> DATA LISTING
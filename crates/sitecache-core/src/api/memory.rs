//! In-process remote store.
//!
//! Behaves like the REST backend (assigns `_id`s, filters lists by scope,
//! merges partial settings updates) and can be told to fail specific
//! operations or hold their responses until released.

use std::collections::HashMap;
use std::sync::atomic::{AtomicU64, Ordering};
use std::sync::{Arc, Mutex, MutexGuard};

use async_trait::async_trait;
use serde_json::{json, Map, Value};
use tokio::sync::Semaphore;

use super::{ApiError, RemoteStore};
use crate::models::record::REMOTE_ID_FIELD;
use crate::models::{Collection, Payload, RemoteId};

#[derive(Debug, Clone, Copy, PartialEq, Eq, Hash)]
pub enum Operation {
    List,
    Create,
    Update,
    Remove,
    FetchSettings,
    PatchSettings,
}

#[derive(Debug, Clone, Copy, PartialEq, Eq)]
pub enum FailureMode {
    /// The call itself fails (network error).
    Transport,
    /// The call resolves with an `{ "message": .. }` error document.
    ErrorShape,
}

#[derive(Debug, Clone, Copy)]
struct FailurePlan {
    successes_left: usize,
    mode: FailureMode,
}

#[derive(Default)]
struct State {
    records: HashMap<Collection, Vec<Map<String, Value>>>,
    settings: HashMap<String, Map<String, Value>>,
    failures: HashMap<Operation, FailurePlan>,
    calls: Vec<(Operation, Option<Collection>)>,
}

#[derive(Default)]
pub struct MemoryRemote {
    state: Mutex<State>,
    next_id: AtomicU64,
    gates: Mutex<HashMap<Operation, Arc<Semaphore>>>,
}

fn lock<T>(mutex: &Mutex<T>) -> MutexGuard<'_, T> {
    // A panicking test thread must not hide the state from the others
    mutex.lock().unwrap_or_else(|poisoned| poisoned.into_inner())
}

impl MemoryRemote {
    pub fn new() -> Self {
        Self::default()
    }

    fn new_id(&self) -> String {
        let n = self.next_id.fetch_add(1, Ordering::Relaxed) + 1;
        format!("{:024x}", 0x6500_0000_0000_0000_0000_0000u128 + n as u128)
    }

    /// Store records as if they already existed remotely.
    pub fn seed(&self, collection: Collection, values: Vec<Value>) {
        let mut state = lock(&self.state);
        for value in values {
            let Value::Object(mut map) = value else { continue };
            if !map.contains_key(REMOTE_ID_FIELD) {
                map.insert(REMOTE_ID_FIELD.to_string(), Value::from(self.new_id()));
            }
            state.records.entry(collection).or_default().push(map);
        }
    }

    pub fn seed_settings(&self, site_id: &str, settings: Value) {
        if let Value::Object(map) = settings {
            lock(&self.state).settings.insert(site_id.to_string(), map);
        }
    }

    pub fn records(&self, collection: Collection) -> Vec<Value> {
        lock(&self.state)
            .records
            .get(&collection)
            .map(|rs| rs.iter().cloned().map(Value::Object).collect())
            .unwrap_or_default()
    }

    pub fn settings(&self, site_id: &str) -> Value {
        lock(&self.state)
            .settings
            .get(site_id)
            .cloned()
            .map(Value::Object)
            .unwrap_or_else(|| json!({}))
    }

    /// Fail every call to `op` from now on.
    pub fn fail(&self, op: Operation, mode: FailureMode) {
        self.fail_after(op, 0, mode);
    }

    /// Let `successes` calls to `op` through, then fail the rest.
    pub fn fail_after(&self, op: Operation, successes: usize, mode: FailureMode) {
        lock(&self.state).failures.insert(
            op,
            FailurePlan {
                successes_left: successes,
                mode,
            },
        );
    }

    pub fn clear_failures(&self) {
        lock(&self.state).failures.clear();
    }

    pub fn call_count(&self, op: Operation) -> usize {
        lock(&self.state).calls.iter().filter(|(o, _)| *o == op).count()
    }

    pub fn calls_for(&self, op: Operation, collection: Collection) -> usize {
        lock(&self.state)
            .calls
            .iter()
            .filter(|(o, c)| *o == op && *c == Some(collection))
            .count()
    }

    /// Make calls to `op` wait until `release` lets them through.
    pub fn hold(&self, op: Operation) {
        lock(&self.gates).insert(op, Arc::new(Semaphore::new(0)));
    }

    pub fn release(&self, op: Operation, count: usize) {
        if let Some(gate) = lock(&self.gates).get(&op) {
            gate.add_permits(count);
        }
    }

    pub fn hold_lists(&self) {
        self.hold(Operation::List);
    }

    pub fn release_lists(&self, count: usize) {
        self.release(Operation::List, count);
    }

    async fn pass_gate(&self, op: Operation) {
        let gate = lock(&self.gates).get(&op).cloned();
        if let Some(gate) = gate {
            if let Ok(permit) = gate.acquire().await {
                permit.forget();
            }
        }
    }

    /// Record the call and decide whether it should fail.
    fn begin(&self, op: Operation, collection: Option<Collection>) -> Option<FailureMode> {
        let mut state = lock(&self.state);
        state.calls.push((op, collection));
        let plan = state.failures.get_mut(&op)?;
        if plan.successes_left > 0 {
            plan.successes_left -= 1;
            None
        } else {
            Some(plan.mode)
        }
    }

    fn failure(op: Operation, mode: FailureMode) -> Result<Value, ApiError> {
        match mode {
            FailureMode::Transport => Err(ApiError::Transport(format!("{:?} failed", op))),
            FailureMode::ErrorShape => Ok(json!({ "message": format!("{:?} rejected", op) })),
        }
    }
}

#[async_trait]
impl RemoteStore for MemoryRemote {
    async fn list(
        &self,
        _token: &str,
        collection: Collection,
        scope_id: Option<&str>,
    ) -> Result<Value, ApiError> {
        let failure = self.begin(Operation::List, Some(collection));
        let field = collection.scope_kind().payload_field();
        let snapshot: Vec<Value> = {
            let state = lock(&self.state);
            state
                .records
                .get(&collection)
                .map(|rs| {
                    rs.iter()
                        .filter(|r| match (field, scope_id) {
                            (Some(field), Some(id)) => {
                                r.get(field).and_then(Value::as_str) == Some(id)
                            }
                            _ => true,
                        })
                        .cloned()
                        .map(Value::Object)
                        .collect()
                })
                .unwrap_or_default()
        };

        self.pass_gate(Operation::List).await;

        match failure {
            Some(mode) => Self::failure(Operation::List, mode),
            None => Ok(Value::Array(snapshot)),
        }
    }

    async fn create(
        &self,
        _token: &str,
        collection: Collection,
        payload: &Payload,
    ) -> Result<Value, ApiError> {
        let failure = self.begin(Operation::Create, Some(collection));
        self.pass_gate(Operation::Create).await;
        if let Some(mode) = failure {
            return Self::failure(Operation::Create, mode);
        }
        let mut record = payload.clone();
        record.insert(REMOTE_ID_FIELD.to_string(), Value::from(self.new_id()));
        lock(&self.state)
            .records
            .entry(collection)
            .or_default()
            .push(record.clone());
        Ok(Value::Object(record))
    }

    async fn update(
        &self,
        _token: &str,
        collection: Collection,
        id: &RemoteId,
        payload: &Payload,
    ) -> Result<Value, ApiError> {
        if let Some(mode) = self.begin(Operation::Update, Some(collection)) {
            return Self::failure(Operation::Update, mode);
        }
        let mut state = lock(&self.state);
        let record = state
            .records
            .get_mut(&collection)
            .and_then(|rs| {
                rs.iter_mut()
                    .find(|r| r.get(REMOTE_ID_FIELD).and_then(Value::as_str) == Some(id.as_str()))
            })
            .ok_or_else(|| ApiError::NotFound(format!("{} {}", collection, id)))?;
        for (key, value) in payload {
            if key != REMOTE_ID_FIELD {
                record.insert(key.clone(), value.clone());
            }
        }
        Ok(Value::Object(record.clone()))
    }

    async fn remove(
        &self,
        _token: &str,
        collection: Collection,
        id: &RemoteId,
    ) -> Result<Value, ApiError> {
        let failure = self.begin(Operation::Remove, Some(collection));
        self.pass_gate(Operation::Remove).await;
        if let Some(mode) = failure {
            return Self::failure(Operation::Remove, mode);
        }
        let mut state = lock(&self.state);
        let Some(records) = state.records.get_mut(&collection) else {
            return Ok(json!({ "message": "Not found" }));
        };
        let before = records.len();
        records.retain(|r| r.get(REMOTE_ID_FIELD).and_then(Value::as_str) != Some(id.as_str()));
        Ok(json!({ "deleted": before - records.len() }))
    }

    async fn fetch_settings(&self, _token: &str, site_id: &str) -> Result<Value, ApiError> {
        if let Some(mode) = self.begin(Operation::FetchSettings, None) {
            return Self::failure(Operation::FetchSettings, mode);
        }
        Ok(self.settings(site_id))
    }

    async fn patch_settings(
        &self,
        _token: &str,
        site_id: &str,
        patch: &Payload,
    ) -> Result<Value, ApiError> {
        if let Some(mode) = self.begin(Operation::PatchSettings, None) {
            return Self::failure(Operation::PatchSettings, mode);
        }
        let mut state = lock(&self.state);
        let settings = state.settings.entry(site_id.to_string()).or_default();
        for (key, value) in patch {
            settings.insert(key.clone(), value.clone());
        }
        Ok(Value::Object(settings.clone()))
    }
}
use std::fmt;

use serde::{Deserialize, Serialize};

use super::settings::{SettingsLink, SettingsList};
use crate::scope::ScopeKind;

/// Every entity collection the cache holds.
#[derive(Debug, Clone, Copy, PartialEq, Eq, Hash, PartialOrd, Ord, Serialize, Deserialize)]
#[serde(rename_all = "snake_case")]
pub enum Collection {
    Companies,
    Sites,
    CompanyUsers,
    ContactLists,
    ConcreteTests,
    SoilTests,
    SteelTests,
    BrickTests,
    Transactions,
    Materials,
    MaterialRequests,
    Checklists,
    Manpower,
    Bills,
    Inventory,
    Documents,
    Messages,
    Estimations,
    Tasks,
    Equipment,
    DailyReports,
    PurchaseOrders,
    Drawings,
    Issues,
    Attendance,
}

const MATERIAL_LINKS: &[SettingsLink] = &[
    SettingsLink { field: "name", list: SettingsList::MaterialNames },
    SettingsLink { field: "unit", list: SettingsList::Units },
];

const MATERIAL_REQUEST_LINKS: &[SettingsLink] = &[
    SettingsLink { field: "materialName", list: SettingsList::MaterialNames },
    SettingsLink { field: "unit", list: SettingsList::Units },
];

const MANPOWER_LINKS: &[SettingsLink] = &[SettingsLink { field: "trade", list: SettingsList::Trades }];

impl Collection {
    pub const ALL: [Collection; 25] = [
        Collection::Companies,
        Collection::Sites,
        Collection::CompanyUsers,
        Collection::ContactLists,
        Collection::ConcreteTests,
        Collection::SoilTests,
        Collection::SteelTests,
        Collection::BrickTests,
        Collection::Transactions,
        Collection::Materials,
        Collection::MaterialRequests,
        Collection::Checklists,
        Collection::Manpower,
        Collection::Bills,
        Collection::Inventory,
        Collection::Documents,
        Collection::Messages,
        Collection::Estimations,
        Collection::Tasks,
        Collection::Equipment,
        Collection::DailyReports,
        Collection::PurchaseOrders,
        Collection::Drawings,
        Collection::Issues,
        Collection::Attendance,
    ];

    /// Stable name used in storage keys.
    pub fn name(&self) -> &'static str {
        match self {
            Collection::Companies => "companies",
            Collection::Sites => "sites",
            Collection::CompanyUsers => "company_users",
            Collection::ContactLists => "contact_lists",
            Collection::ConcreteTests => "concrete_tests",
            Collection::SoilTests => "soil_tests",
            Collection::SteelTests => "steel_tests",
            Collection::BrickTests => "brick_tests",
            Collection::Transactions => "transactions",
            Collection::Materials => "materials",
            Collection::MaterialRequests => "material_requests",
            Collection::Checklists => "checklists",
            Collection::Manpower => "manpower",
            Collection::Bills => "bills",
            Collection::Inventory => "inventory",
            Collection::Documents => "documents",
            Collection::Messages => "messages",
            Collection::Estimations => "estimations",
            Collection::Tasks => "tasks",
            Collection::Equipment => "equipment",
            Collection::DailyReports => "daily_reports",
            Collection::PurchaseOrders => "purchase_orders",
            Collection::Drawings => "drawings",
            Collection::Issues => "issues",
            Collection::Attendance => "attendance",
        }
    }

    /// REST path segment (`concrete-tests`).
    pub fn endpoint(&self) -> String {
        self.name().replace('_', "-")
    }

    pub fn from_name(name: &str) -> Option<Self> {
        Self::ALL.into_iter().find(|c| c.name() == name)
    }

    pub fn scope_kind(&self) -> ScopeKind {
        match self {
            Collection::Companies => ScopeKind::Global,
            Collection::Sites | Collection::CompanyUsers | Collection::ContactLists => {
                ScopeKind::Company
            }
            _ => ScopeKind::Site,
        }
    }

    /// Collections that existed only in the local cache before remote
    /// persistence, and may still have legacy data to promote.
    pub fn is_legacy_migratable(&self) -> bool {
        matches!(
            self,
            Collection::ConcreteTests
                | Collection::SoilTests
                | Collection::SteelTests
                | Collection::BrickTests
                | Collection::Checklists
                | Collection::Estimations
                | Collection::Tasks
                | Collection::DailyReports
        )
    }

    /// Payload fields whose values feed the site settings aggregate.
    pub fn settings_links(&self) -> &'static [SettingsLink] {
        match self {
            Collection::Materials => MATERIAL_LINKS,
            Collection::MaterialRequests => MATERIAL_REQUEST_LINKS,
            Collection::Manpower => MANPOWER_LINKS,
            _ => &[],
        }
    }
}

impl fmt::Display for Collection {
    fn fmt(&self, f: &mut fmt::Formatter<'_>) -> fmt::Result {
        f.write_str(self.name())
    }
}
==
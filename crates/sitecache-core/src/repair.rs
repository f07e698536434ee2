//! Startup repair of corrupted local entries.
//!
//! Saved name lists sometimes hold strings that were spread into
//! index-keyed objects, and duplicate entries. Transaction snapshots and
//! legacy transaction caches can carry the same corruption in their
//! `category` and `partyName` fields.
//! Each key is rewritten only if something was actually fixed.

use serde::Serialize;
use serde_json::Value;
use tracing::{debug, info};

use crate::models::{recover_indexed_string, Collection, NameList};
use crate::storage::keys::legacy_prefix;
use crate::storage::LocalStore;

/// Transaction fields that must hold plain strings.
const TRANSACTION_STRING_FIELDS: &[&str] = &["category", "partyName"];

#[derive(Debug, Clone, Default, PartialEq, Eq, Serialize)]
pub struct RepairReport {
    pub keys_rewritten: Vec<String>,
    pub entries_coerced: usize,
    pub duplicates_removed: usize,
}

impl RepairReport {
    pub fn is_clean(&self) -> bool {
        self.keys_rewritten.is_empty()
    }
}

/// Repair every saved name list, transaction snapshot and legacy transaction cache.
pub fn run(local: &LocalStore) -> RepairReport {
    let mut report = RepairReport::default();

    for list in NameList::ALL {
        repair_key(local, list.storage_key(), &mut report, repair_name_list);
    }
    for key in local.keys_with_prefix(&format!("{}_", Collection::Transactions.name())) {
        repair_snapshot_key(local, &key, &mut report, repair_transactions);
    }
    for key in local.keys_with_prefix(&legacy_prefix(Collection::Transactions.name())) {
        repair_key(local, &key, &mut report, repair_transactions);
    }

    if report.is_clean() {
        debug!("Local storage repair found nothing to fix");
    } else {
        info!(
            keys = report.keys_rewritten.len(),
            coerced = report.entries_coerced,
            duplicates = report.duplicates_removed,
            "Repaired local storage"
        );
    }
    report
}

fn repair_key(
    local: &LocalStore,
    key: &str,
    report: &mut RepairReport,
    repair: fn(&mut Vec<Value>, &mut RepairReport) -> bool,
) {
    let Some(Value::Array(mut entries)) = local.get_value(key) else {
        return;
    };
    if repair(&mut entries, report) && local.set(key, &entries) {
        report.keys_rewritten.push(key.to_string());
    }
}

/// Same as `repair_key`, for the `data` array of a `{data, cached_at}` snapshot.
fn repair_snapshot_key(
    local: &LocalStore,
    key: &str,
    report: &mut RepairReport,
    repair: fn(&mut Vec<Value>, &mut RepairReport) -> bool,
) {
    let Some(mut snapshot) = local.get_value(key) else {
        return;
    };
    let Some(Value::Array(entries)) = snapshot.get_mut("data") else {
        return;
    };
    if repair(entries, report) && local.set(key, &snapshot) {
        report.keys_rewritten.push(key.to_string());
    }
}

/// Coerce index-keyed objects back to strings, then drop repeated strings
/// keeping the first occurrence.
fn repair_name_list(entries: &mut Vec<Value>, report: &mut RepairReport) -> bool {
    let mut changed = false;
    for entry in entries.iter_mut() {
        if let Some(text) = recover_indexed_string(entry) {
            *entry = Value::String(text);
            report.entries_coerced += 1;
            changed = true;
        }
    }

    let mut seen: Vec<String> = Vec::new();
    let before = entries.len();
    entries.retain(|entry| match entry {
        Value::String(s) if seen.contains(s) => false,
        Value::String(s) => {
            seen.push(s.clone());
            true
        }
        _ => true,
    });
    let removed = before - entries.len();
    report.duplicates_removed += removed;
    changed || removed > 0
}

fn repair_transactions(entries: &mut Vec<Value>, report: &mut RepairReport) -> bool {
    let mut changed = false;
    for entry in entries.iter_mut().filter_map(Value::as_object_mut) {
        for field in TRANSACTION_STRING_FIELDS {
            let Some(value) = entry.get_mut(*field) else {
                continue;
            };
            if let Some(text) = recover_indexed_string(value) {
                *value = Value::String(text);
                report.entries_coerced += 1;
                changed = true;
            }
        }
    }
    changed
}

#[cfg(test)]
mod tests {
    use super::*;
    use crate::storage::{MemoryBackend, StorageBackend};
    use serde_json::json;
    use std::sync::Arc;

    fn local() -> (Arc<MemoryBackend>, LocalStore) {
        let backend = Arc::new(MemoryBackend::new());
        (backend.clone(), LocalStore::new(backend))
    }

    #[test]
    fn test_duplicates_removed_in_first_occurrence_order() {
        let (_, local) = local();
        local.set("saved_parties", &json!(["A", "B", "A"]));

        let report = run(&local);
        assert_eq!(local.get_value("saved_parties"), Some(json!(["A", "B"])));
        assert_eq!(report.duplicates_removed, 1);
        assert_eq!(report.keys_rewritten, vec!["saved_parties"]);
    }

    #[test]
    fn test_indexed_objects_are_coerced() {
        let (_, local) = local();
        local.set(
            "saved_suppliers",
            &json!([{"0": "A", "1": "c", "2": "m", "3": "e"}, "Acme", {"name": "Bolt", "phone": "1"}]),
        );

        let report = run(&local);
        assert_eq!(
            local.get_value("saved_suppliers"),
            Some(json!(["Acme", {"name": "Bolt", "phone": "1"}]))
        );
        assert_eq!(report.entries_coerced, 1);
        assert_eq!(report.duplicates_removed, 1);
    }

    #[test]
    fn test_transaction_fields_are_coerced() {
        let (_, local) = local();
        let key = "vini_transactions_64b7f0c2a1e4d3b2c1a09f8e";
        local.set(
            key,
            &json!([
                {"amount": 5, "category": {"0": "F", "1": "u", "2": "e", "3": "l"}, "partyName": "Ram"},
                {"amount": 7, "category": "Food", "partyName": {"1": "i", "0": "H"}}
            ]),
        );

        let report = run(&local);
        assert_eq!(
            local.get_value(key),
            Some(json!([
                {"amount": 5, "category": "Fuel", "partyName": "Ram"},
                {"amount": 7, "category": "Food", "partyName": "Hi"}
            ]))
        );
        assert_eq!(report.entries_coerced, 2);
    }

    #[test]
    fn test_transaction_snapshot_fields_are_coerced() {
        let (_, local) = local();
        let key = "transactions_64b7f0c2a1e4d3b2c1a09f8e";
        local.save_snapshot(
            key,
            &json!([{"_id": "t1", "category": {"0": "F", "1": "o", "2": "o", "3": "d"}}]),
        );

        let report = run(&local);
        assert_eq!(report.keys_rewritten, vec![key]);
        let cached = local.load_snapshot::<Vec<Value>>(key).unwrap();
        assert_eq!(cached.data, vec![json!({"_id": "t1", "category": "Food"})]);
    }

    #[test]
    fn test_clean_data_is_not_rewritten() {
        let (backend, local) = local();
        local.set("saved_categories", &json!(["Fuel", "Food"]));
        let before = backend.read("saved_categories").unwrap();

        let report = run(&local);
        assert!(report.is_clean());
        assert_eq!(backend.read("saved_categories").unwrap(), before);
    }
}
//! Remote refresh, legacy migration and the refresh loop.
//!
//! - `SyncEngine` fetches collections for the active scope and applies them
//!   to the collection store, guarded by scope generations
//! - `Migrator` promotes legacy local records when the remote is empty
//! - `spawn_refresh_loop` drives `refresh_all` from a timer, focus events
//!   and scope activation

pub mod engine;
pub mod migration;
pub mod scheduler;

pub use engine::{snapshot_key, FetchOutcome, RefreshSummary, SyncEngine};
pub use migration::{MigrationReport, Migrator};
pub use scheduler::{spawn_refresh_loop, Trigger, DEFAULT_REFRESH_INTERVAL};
* * *
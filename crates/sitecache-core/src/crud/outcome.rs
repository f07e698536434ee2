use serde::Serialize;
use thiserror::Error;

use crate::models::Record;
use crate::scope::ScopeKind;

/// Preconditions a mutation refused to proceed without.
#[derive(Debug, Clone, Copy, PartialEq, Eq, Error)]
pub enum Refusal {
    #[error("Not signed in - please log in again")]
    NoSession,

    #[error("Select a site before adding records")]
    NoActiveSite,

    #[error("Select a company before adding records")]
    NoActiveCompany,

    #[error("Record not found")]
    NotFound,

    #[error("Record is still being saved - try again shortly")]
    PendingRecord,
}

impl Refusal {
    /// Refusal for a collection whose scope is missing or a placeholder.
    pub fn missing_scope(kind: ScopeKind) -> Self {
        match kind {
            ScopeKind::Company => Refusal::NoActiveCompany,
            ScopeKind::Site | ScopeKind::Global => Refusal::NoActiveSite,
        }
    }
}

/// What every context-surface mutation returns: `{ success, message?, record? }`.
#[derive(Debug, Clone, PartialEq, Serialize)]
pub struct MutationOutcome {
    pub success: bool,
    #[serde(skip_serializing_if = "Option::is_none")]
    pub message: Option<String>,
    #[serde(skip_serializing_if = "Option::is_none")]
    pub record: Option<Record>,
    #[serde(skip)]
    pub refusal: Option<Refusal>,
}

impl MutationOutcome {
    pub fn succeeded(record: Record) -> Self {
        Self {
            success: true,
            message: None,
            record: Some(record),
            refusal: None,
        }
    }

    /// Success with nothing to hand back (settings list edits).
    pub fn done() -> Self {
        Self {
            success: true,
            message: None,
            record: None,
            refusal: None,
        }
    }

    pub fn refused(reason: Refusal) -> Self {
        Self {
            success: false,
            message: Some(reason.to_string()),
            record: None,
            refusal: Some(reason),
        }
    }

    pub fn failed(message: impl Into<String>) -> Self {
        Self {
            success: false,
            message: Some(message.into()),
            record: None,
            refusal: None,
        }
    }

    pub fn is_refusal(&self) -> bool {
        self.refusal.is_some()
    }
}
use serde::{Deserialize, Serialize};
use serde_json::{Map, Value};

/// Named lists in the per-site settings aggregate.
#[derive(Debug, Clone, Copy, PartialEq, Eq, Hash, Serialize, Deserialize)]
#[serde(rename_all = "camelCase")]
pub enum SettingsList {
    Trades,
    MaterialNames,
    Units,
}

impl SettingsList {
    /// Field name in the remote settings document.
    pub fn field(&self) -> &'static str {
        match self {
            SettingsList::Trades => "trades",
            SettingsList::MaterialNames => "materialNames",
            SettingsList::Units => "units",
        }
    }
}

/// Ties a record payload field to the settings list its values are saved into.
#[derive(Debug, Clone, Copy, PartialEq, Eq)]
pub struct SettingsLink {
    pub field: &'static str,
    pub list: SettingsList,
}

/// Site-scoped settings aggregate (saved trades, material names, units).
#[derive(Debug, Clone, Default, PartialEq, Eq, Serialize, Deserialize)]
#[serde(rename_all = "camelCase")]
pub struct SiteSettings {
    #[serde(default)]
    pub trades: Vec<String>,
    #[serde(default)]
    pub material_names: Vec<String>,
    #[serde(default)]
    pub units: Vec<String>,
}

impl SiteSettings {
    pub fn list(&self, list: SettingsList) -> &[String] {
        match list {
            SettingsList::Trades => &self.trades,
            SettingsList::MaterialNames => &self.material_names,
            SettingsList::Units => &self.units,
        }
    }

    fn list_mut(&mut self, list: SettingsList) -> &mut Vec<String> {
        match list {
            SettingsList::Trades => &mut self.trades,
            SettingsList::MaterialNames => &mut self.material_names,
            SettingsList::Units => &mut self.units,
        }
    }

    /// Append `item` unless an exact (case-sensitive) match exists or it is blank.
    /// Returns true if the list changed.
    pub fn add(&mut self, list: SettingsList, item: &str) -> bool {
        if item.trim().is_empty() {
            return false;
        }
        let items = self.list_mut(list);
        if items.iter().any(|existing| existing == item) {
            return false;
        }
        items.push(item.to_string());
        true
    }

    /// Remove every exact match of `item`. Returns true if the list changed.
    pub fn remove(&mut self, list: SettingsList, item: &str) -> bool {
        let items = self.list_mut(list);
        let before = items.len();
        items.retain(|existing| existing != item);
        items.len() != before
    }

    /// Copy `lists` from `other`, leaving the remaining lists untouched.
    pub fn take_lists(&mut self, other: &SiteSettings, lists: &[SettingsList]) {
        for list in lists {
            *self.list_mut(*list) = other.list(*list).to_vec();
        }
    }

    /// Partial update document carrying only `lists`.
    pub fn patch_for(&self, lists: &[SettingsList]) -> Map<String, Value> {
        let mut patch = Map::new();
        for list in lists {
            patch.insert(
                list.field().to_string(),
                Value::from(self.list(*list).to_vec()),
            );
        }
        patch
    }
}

> TASK TO CARRY OUT
Above are the records; report each line in them that includes the word "Estimations".

> SOLUTION
    Estimations,
        Collection::Estimations,
            Collection::Estimations => "estimations",
                | Collection::Estimations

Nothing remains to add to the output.